Scientists at St. Jude Children’s Research Hospital have discovered a mutation in pediatric acute myeloid leukemia (AML) that physicians can use to identify patients with a high-risk of relapse. A paper on the work was published in Blood Cancer Discovery, a journal of the American Association for Cancer Research.
“We were very much interested in understanding relapsed disease in AML,” says said co-corresponding author Jeffery Klco, MD, PhD, St. Jude Department of Pathology whose laboratory focuses on understanding the mechanisms and genomics of AML. From a large cohort of relapsed pediatric AML samples at the hospital, Klco and colleagues sought to identify which mutations were enriched in relapsed disease and better understand why some children relapsed and others did not.

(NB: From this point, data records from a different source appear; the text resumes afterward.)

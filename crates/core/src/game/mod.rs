//! Hold'em game model: streets, positions, actions, and the state machine.

mod state;

use std::fmt;

use serde::{Deserialize, Serialize};

pub use state::GameState;

/// Maximum number of seats the engine supports.
pub const MAX_PLAYERS: usize = 6;

/// Betting street, in play order.
#[derive(
    Debug, Clone, Copy, PartialEq, Eq, PartialOrd, Ord, Hash, Serialize, Deserialize,
)]
#[serde(rename_all = "lowercase")]
pub enum Street {
    Preflop,
    Flop,
    Turn,
    River,
    Showdown,
}

impl Street {
    /// The street that follows this one. Showdown is terminal.
    #[must_use]
    pub const fn next(self) -> Street {
        match self {
            Street::Preflop => Street::Flop,
            Street::Flop => Street::Turn,
            Street::Turn => Street::River,
            Street::River | Street::Showdown => Street::Showdown,
        }
    }

    /// Canonical street name as it appears in infoset keys.
    #[must_use]
    pub const fn name(self) -> &'static str {
        match self {
            Street::Preflop => "Preflop",
            Street::Flop => "Flop",
            Street::Turn => "Turn",
            Street::River => "River",
            Street::Showdown => "Showdown",
        }
    }

    /// Number of board cards visible on this street.
    #[must_use]
    pub const fn board_cards(self) -> usize {
        match self {
            Street::Preflop => 0,
            Street::Flop => 3,
            Street::Turn => 4,
            Street::River | Street::Showdown => 5,
        }
    }
}

impl fmt::Display for Street {
    fn fmt(&self, f: &mut fmt::Formatter<'_>) -> fmt::Result {
        f.write_str(self.name())
    }
}

/// Table position relative to the button.
#[derive(
    Debug, Clone, Copy, PartialEq, Eq, PartialOrd, Ord, Hash, Serialize, Deserialize,
)]
#[serde(rename_all = "lowercase")]
pub enum Position {
    Btn,
    Sb,
    Bb,
    Utg,
    Mp,
    Co,
}

/// All positions, used when a sizing table applies uniformly.
pub const ALL_POSITIONS: [Position; 6] = [
    Position::Btn,
    Position::Sb,
    Position::Bb,
    Position::Utg,
    Position::Mp,
    Position::Co,
];

impl Position {
    /// The position of `seat` at a table of `num_players` with the button
    /// at `button_pos`. Heads-up, the button seat is the small blind.
    #[must_use]
    pub fn from_seat(seat: usize, button_pos: usize, num_players: usize) -> Position {
        let offset = (seat + num_players - button_pos % num_players) % num_players;
        if num_players == 2 {
            if offset == 0 {
                Position::Sb
            } else {
                Position::Bb
            }
        } else {
            match offset {
                0 => Position::Btn,
                1 => Position::Sb,
                2 => Position::Bb,
                3 => Position::Utg,
                4 => Position::Mp,
                _ => Position::Co,
            }
        }
    }

    /// Position used for sizing lookups: heads-up the SB is the BTN, so
    /// button sizings apply to both formats.
    #[must_use]
    pub const fn effective(self, num_players: usize) -> Position {
        match (self, num_players) {
            (Position::Sb, 2) => Position::Btn,
            (pos, _) => pos,
        }
    }
}

impl fmt::Display for Position {
    fn fmt(&self, f: &mut fmt::Formatter<'_>) -> fmt::Result {
        let name = match self {
            Position::Btn => "BTN",
            Position::Sb => "SB",
            Position::Bb => "BB",
            Position::Utg => "UTG",
            Position::Mp => "MP",
            Position::Co => "CO",
        };
        f.write_str(name)
    }
}

/// Kind of action at a decision point. A check is a call for zero
/// additional chips.
#[derive(Debug, Clone, Copy, PartialEq, Eq, PartialOrd, Ord, Hash)]
pub enum ActionType {
    Fold,
    Call,
    Raise,
}

impl ActionType {
    /// Single-letter code used in infoset keys.
    #[must_use]
    pub const fn code(self) -> char {
        match self {
            ActionType::Fold => 'F',
            ActionType::Call => 'C',
            ActionType::Raise => 'R',
        }
    }
}

/// A concrete action by one player.
///
/// For calls and raises, `amount` is the player's **total** street bet
/// after the action, not the increment. The derived ordering is
/// lexicographic over (player, kind, amount).
#[derive(Debug, Clone, Copy, PartialEq, Eq, PartialOrd, Ord, Hash)]
pub struct Action {
    pub player: usize,
    pub kind: ActionType,
    pub amount: u32,
}

impl Action {
    /// A fold by `player`.
    #[must_use]
    pub const fn fold(player: usize) -> Self {
        Action {
            player,
            kind: ActionType::Fold,
            amount: 0,
        }
    }

    /// A call (or check) leaving `player` with a total street bet of
    /// `amount`.
    #[must_use]
    pub const fn call(player: usize, amount: u32) -> Self {
        Action {
            player,
            kind: ActionType::Call,
            amount,
        }
    }

    /// A raise leaving `player` with a total street bet of `amount`.
    #[must_use]
    pub const fn raise(player: usize, amount: u32) -> Self {
        Action {
            player,
            kind: ActionType::Raise,
            amount,
        }
    }
}

impl fmt::Display for Action {
    fn fmt(&self, f: &mut fmt::Formatter<'_>) -> fmt::Result {
        write!(f, "P{} {:?} {}", self.player, self.kind, self.amount)
    }
}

A complex high-risk subtype
It became clear early on that there were a couple of cases who had alterations in the gene UBTF. As they dug in, they realized that the complexity of the mutation was masking its detection.
After revamping their study pipeline, Klco’s team and colleagues evaluated the genomics of 136 St. Jude patients treated for relapsed AML. Their study revealed a UBTF exon 13 tandem duplication (UBTF-TD), which was present in nearly 10% of relapsed pediatric AML. “We feel this is a new entity of pediatric AML,” says Klco.
“First, we needed to adjust the computational pipeline to discover fusions and indels,” says Klco. The first pipeline could detect some but not all of them in these patients. While researchers have been sequencing relapsed AML samples over the years the UBTF-TD mutation could not often be found. “This explains why lots of studied missed finding this mutation over the years,” he says. “We discovered it is much more common than people originally thought,” Klco explains. After reviewing the cohort from TARGET AML study, the largest study of pediatric AML at diagnosis, the team discovered a large number that were missed.
UBTF-TD AML is more common in children than adults. “About 4% of children with AML have this mutation at diagnosis,” says Klco, adding the mutation is not found in AML cases with other driver alterations.
When the team extended their research to other cohorts for outcomes study it became clear that UBTF-TD AML is also associated with poor outcomes and an increased incidence of minimal residual disease (MRD). MRD refers to cancer cells that persist in small numbers after initial treatment, often giving rise to recurrence of the cancer.
“One of the strongest associations was with FLT3-ITD status, suggesting that many of the poor outcomes ascribed with FLT3 mutations are probably related to UBTF tandem duplications,” adds Klco. FLT3-ITD mutations are among the most common mutations in pediatric AML.
Bone marrow transplant trajectory
Looking for the presence of this mutation at diagnosis could help identify those patients at high-risk for relapse. “I expect this will rapidly become one of the high-risk molecular features of pediatric AML,” says Klco. “If a patient is unfortunately diagnosed with a UBTF-TD, it puts them on a different trajectory and push them more towards more aggressive treatment upfront, including bone marrow transplant.”